Emerging growth company ☐
If an emerging growth company, indicate by check mark if the registrant has elected not to use the extended transition period for complying with any new or revised financial accounting standards provided pursuant to Section 13(a) of the Exchange Act. ☐
Item 5.02 | Departure of Directors or Certain Officers; Election of Directors; Appointment of Certain Officers; Compensatory Arrangements of Certain Officers |
Effective June 1, 2017, Daniel K. McMahon will head the portfolio management team of Hannon Armstrong Sustainable Infrastructure Capital, Inc. (the Company). Mr. McMahon, CFA, 45, has been with the Company and its predecessor since 2000 in a variety of roles, most recently as a senior vice president since 2007 and as an executive vice president since 2015. He has played a role in analyzing, negotiating and structuring several billion dollars of transactions. Mr. McMahon previously worked with T. Rowe Price from 1997 to 2000. Mr. McMahon received his Bachelor of Arts degree from the University of California, San Diego in 1993, and is a CFA charter holder. He holds Series 24, 63 and 79 securities licenses.

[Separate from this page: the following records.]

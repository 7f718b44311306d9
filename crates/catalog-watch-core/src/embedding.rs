//! Semantic backend trait and vector utilities.
//!
//! Defines the [`SemanticBackend`] trait the matcher calls into, plus the
//! pure similarity helpers shared by every backend.
//!
//! Concrete backends (OpenAI, Ollama, fastembed) live in the
//! `catalog-watch` app crate.

use async_trait::async_trait;

use crate::error::MatchBackendError;

/// Embedding (and optional entailment) capability used by the semantic pass.
#[async_trait]
pub trait SemanticBackend: Send + Sync {
    /// Returns the model identifier (e.g. `"text-embedding-3-small"`).
    fn model_name(&self) -> &str;

    /// Embed a batch of texts, one vector per input, in input order.
    async fn embed(&self, texts: &[String]) -> Result<Vec<Vec<f32>>, MatchBackendError>;

    /// Similarity of two embeddings in `[0.0, 1.0]`.
    fn similarity(&self, a: &[f32], b: &[f32]) -> f32 {
        unit_similarity(a, b)
    }

    /// Score how strongly `premise` supports `hypothesis`, in `[0.0, 1.0]`.
    ///
    /// Returns `Ok(None)` when the backend has no entailment model.
    async fn entails(
        &self,
        _premise: &str,
        _hypothesis: &str,
    ) -> Result<Option<f32>, MatchBackendError> {
        Ok(None)
    }
}

/// Compute cosine similarity between two embedding vectors.
///
/// Returns a value in `[-1.0, 1.0]`:
/// - `1.0` = identical direction
/// - `0.0` = orthogonal (unrelated)
/// - `-1.0` = opposite direction
///
/// Returns `0.0` for empty vectors or vectors of different lengths.
pub fn cosine_similarity(a: &[f32], b: &[f32]) -> f32 {
    if a.len() != b.len() || a.is_empty() {
        return 0.0;
    }

    let mut dot = 0.0f32;
    let mut norm_a = 0.0f32;
    let mut norm_b = 0.0f32;

    for (x, y) in a.iter().zip(b.iter()) {
        dot += x * y;
        norm_a += x * x;
        norm_b += y * y;
    }

    let denom = norm_a.sqrt() * norm_b.sqrt();
    if denom < f32::EPSILON {
        return 0.0;
    }

    dot / denom
}

/// Cosine similarity with anti-correlated vectors floored at zero, so the
/// result can be compared directly against a `[0, 1]` threshold.
pub fn unit_similarity(a: &[f32], b: &[f32]) -> f32 {
    cosine_similarity(a, b).clamp(0.0, 1.0)
}

#[cfg(test)]
mod tests {
    use super::*;

    #[test]
    fn test_cosine_identical() {
        let v = vec![1.0, 2.0, 3.0];
        let sim = cosine_similarity(&v, &v);
        assert!((sim - 1.0).abs() < 1e-6);
    }

    #[test]
    fn test_cosine_orthogonal() {
        let sim = cosine_similarity(&[1.0, 0.0, 0.0], &[0.0, 1.0, 0.0]);
        assert!(sim.abs() < 1e-6);
    }

    #[test]
    fn test_cosine_different_lengths() {
        assert_eq!(cosine_similarity(&[1.0, 2.0], &[1.0]), 0.0);
    }

    #[test]
    fn test_unit_similarity_floors_opposites() {
        assert_eq!(unit_similarity(&[1.0, 0.0], &[-1.0, 0.0]), 0.0);
        assert!((unit_similarity(&[3.0, 4.0], &[3.0, 4.0]) - 1.0).abs() < 1e-6);
    }
}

In conjunction with this change and effective June 1, 2017, Nathaniel J. Rose was appointed as the executive vice president and chief investment officer of the Company. Mr. Rose, 39, has been with the Company and its predecessor since 2000, in a variety of roles, most recently as a senior vice president since 2007 and as an executive vice president and chief operating officer since 2015. In his new role, Mr. Rose has responsibility for origination and structure activities. He has been involved with a vast majority of the Companys transactions since 2000. He earned a joint Bachelor of Science and Bachelor of Arts degree from the University of Richmond in 2000, a Master of Business Administration degree from the Darden School of Business Administration at the University of Virginia in 2009, is a CFA charter holder and has passed the CPA examination. He holds Series 63 and 79 securities licenses.
Item 5.07 | Submission of Matters to a Vote of Security Holders. |
(a) The Annual Meeting of Stockholders (the Annual Meeting) of the Company was held on June 1, 2017, at which 47,917,175 shares of the Companys common stock were represented in person or by proxy representing approximately 92.6% of the issued and outstanding shares of the Companys common stock entitled to vote.
(b) At the Annual Meeting, the Companys stockholders (i) elected the seven directors below to serve on the Companys board of directors until the Companys 2018 annual meeting of stockholders and until their respective successors are duly elected and qualify, (ii) ratified the appointment of Ernst & Young LLP as the Companys independent registered public accounting firm for the fiscal year ending December 31, 2017, (iii) approved the compensation of the named executive officers as described in the Compensation Discussion and Analysis, the compensation tables and other narrative disclosure in the 2017 Proxy Statement and (iv) approved the option of One year as the frequency for future advisory votes on compensation of the named executive officers. The proposals are described in detail in the Companys 2017 Proxy Statement. The final results for the votes regarding each proposal are set forth below.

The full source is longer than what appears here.